De plus, Ville de la Brume Blanche entretenait de bonnes relations avec la puissance sorcière encore plus au nord, Marais Pourri, et Ville de la Rose s'entendait assez bien avec la puissance sorcière du nord, Château Noir Mauvais. Cabane de la Jungle et une autre puissance sorcière de son voisinage, Forêt des Champignons d'Arbre, provenaient de la même source ; Château Bleu Profond, doté d'une force substantielle propre, avait récemment accru ses interactions avec Vallée de la Mort située plus au sud.
On peut dire que l'Alliance de Mo'er et Florence étaient le point de convergence de huit puissances sorcières, servant de plaque tournante centrale de l'influence sorcière sur la Côte Est.
Chaque puissance sorcière avait caressé l'intention d'assujettir Florence et l'ensemble de l'Alliance de Mo'er à sa règle, mais invariablement, elles se heurtaient à une forte opposition des autres puissances sorcières, aboutissant ultimement à un équilibre étrange — chaque puissance sorcière ne fixait plus ses vues sur Florence, la traitant plutôt comme un lieu d'interaction avec les autres puissances.
Des gens aux motivations diverses s'y rassemblaient. Des gens ordinaires sans aspirations particulières, des marchands rêvant de richesses, des aventuriers avides d'excitation, de jeunes individus en quête de grand pouvoir, de sinistres garnements, des nobles hypocrites et prudents, ainsi que des Apprentis Sorciers et des Sorciers vivaient ensemble, créant l'unique Florence.

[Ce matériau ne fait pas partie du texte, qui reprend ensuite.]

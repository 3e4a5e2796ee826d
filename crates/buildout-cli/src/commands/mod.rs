pub mod apply;
pub mod bootstrap;
pub mod init;
pub mod inspect;

use buildout_config::{
    default_user_defaults_path, ConfigLoader, ConfigResolver, EnvironmentFacts, Override,
};
use buildout_core::{CoreError, ErrorKind, Outcome};
use indicatif::{ProgressBar, ProgressStyle};
use std::path::PathBuf;
use std::time::Duration;

pub const EXIT_SUCCESS: u8 = 0;
pub const EXIT_FAILURE: u8 = 1;

/// Flags shared by every subcommand.
#[derive(Debug, Clone)]
pub struct GlobalOptions {
    pub config: PathBuf,
    pub overrides: Vec<Override>,
    pub user_defaults: bool,
    pub json: bool,
}

impl GlobalOptions {
    pub fn new(
        config: PathBuf,
        assignments: &[String],
        user_defaults: bool,
        json: bool,
    ) -> Result<Self, String> {
        let overrides = assignments
            .iter()
            .map(|a| a.parse::<Override>().map_err(|e| e.to_string()))
            .collect::<Result<Vec<_>, _>>()?;
        Ok(Self {
            config,
            overrides,
            user_defaults,
            json,
        })
    }

    /// Load the configuration file with user defaults and overrides layered
    /// in.
    pub fn load_config(&self) -> Result<ConfigResolver, String> {
        let user_defaults = if self.user_defaults {
            default_user_defaults_path()
        } else {
            None
        };
        let data = ConfigLoader::new()
            .with_facts(EnvironmentFacts::detect())
            .with_user_defaults(user_defaults)
            .with_overrides(self.overrides.clone())
            .load(&self.config)
            .map_err(|e| format!("configuration error: {e}"))?;
        Ok(ConfigResolver::new(data))
    }
}

/// Message for a failed run. Internal errors carry the recipe's backtrace.
pub fn describe(err: &CoreError) -> String {
    let mut msg = match err.kind() {
        ErrorKind::Configuration | ErrorKind::State => err.to_string(),
        kind => format!("{kind}: {err}"),
    };
    if let Some(trace) = err.trace() {
        msg.push('\n');
        msg.push_str(trace);
    }
    msg
}

pub fn json_pretty(value: &impl serde::Serialize) -> Result<String, String> {
    serde_json::to_string_pretty(value).map_err(|e| format!("JSON serialization failed: {e}"))
}

pub fn spinner(msg: &str) -> ProgressBar {
    let pb = ProgressBar::new_spinner();
    pb.set_style(
        ProgressStyle::with_template("{spinner:.cyan} {msg}")
            .unwrap_or_else(|_| ProgressStyle::default_spinner())
            .tick_strings(&["⠋", "⠙", "⠹", "⠸", "⠼", "⠴", "⠦", "⠧", "⠇", "⠏"]),
    );
    pb.set_message(msg.to_owned());
    pb.enable_steady_tick(Duration::from_millis(80));
    pb
}

fn finish(pb: &ProgressBar, msg: String) {
    if let Ok(style) = ProgressStyle::with_template("{msg}") {
        pb.set_style(style);
    }
    pb.finish_with_message(msg);
}

pub fn spin_ok(pb: &ProgressBar, msg: &str) {
    finish(pb, format!("✓ {msg}"));
}

pub fn spin_fail(pb: &ProgressBar, msg: &str) {
    finish(pb, format!("✗ {msg}"));
}

pub fn colorize_outcome(outcome: Outcome) -> String {
    use console::Style;
    let text = format!("{outcome:<11}");
    match outcome {
        Outcome::Installed => Style::new().green().apply_to(text).to_string(),
        Outcome::Updated => Style::new().cyan().apply_to(text).to_string(),
        Outcome::Uninstalled => Style::new().yellow().apply_to(text).to_string(),
        Outcome::Unchanged => Style::new().dim().apply_to(text).to_string(),
    }
}
impl<'a> DistributionResolver<'a> {
    pub fn new(index: &'a mut dyn PackageIndex, policy: ResolverPolicy) -> Self {
        Self {
            index,
            policy,
            requester: "buildout".to_owned(),
        }
    }

    /// Name the root of every requirement chain, e.g. the part asking.
    #[must_use]
    pub fn with_requester(mut self, requester: impl Into<String>) -> Self {
        self.requester = requester.into();
        self
    }

    pub fn policy(&self) -> ResolverPolicy {
        self.policy
    }

    /// Resolve `requirements`, tightened by `pins`, reusing `present`
    /// distributions where the policy allows.
    pub fn resolve(
        &mut self,
        requirements: &[Requirement],
        pins: &Pins,
        present: &WorkingSet,
    ) -> Result<Resolution, ResolveError> {
        let mut state = State::default();
        for requirement in requirements {
            state.queue.push_back(Pending {
                requirement: requirement.clone(),
                chain: vec![self.requester.clone()],
            });
        }

        for round in 0..self.policy.max_rounds {
            match self.finalize(&mut state, pins, present)? {
                Step::Resolved => {
                    debug!(
                        "resolved {} distribution(s) in {} round(s)",
                        state.ws.len(),
                        round + 1
                    );
                    return Ok(Resolution {
                        working_set: state.ws,
                        picked: state.picked,
                    });
                }
                Step::NeedsFetch(pending) => {
                    trace!("round {round}: need {}", pending.requirement);
                    self.obtain(&mut state, pending, present)?;
                }
                Step::Conflict { project, report } => {
                    return Err(ResolveError::VersionConflict { project, report });
                }
            }
        }
        Err(ResolveError::TooManyRounds(self.policy.max_rounds))
    }

    fn finalize(
        &mut self,
        state: &mut State,
        pins: &Pins,
        present: &WorkingSet,
    ) -> Result<Step, ResolveError> {
        while let Some(pending) = state.queue.pop_front() {
            let requirement = pins.apply(&pending.requirement)?;

            if let Some(chosen) = state.ws.get(&requirement.project).cloned() {
                if chosen.is_develop() || requirement.contains(&chosen.version) {
                    state.note_requirer(&chosen, &pending.chain);
                    self.queue_extras(state, &chosen, &requirement, &pending.chain)?;
                    continue;
                }
                return Ok(Step::Conflict {
                    project: chosen.project.to_string(),
                    report: conflict_report(state, pins, &requirement, &pending.chain, &chosen),
                });
            }

            if let Some(dist) = self.reusable(present, &requirement)? {
                debug!("using present {dist} for {requirement}");
                self.choose(state, dist, &requirement, &pending.chain)?;
                continue;
            }

            return Ok(Step::NeedsFetch(Pending {
                requirement,
                chain: pending.chain,
            }));
        }
        Ok(Step::Resolved)
    }

    /// A present distribution usable without asking the index.
    fn reusable(
        &self,
        present: &WorkingSet,
        requirement: &Requirement,
    ) -> Result<Option<Distribution>, ResolveError> {
        let Some(dist) = present.get(&requirement.project) else {
            return Ok(None);
        };
        if dist.is_develop() {
            return Ok(Some(dist.clone()));
        }
        if !requirement.contains(&dist.version) {
            return Ok(None);
        }
        let exact = requirement.exact().is_some();
        if self.policy.newest && !self.policy.offline && !exact {
            return Ok(None);
        }
        if self.policy.prefer_final
            && !dist.version.is_final()
            && !exact
            && self.final_candidate_exists(requirement)?
        {
            return Ok(None);
        }
        Ok(Some(dist.clone()))
    }

    fn final_candidate_exists(&self, requirement: &Requirement) -> Result<bool, ResolveError> {
        Ok(self
            .index
            .candidates(&requirement.project)?
            .iter()
            .any(|d| {
                d.version.is_final()
                    && requirement.contains(&d.version)
                    && (!self.policy.offline || self.index.is_cached(d))
            }))
    }

    fn obtain(
        &mut self,
        state: &mut State,
        pending: Pending,
        present: &WorkingSet,
    ) -> Result<(), ResolveError> {
        let requirement = &pending.requirement;
        let mut best = self.index.obtain(requirement, &self.policy)?;
        if let Some(dist) = present.get(&requirement.project) {
            let index = &*self.index;
            let candidates = best.into_iter().chain([dist.clone()]).collect();
            best = select_best(candidates, requirement, self.policy.prefer_final, |d| {
                index.is_local(d)
            });
        }
        let Some(mut dist) = best else {
            return Err(ResolveError::MissingDistribution {
                requirement: requirement.to_string(),
                requirer: pending.chain.join(" -> "),
            });
        };

        if let Location::Url(url) = &dist.location {
            if !self.policy.offline {
                let path = self.index.fetch(url, dist.checksum.as_deref())?;
                dist.location = Location::Path(path);
            }
        }
        self.choose(state, dist, requirement, &pending.chain)
    }

    fn choose(
        &mut self,
        state: &mut State,
        dist: Distribution,
        requirement: &Requirement,
        chain: &[String],
    ) -> Result<(), ResolveError> {
        if !dist.is_develop() && requirement.exact().is_none() {
            if !self.policy.allow_picked_versions {
                return Err(ResolveError::PickedVersion {
                    project: dist.project.to_string(),
                    version: dist.version.to_string(),
                });
            }
            info!("picked {} = {}", dist.project, dist.version);
            state.picked.push((dist.project.clone(), dist.version.clone()));
        }

        if self.policy.use_dependency_links && !dist.metadata.dependency_links.is_empty() {
            self.index.add_find_links(&dist.metadata.dependency_links)?;
        }

        let mut child = chain.to_vec();
        child.push(dist.to_string());
        for dep in &dist.metadata.requires {
            state.queue.push_back(Pending {
                requirement: dep.clone(),
                chain: child.clone(),
            });
        }
        state.note_requirer(&dist, chain);
        self.queue_extras(state, &dist, requirement, chain)?;
        state.ws.add(dist)
    }

    fn queue_extras(
        &self,
        state: &mut State,
        dist: &Distribution,
        requirement: &Requirement,
        chain: &[String],
    ) -> Result<(), ResolveError> {
        for extra in &requirement.extras {
            if !state
                .extras_done
                .insert((dist.key().to_owned(), extra.clone()))
            {
                continue;
            }
            let deps = dist.extra(extra).ok_or_else(|| ResolveError::UnknownExtra {
                project: dist.project.to_string(),
                extra: extra.clone(),
            })?;
            let mut child = chain.to_vec();
            child.push(format!("{dist}[{extra}]"));
            for dep in deps {
                state.queue.push_back(Pending {
                    requirement: dep.clone(),
                    chain: child.clone(),
                });
            }
        }
        Ok(())
    }
}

Quittant le village d'Alubak, Richard avait mis trois jours de voyage pour atteindre cet endroit.
Florence, hors de la ville.
Richard se tenait là, contemplant la ville tentaculaire qui s'étendait devant lui.
Seules ses défenses permettaient de discerner l'esprit grandiose de Florence.

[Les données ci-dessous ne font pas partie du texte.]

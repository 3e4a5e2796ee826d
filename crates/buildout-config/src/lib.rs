//! Configuration loading and resolution for buildout.
//!
//! This crate turns ini-style configuration text into resolved option values:
//! the parser produces `RawConfigData` with provenance, `ConfigLoader` layers
//! defaults, user defaults, the `extends` chain and command-line assignments,
//! and `ConfigResolver` performs lazy `${section:option}` substitution and
//! `<` macro inheritance over an arena of sections.

pub mod condition;
pub mod dump;
pub mod loader;
pub mod parser;
pub mod raw;
pub mod resolver;
pub mod section;

pub use condition::EnvironmentFacts;
pub use dump::{annotate, render, AnnotatedOption};
pub use loader::{
    default_user_defaults_path, expand_tilde, ConfigLoader, Override, BUILDOUT_SECTION,
};
pub use parser::parse;
pub use raw::{
    join_lines, remove_lines, Annotation, EditOp, Provenance, RawConfigData, RawSection, RawValue,
};
pub use resolver::ConfigResolver;
pub use section::Section;

use std::path::PathBuf;
use thiserror::Error;

/// Option naming the sections a section inherits from.
pub const MACRO_OPTION: &str = "<";
/// Option naming the sections a part must be configured after.
pub const PART_DEPENDENCIES_OPTION: &str = "<part-dependencies>";
/// Pseudo-option that always resolves to the owning section's name.
pub const SECTION_NAME_OPTION: &str = "_buildout_section_name_";

#[derive(Debug, Error)]
pub enum ConfigError {
    #[error("{origin}:{line}: {message}")]
    Parse {
        origin: String,
        line: usize,
        message: String,
    },
    #[error("{origin}:{line}: invalid section condition '{expression}': {reason}")]
    BadCondition {
        origin: String,
        line: usize,
        expression: String,
        reason: String,
    },
    #[error("configuration file not found: {} (extends chain: {chain})", path.display())]
    FileNotFound { path: PathBuf, chain: String },
    #[error("failed to read {}: {source}", path.display())]
    Read {
        path: PathBuf,
        source: std::io::Error,
    },
    #[error("recursive file extension: {chain}")]
    RecursiveInclude { chain: String },
    #[error("bad substitution '{text}': {reason}")]
    BadSubstitution { text: String, reason: String },
    #[error("referenced section does not exist: {0}")]
    MissingSection(String),
    #[error("missing option: {section}:{option}")]
    MissingOption { section: String, option: String },
    #[error("circular reference in substitutions: {chain}")]
    CircularReference { chain: String },
    #[error("infinite loop in section macros: {chain}")]
    MacroLoop { chain: String },
    #[error("invalid value for boolean option {section}:{option}: '{value}'")]
    InvalidBool {
        section: String,
        option: String,
        value: String,
    },
    #[error("invalid command-line assignment '{0}', expected section:option=value")]
    InvalidOverride(String),
    #[error("I/O error: {0}")]
    Io(#[from] std::io::Error),
}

Les remparts de Florence étaient construits en gros blocs de pierre bleue, liés par de l'argile et de la chaux sans le moindre interstice, apparaissant d'une naturalité sans faille. Pour assurer la solidité, la base du mur était épaisse et se rétrécissait vers le sommet en forme trapézoïdale, la partie la plus étroite au sommet mesurant près de cinq mètres d'épaisseur, la rendant extrêmement difficile à détruire.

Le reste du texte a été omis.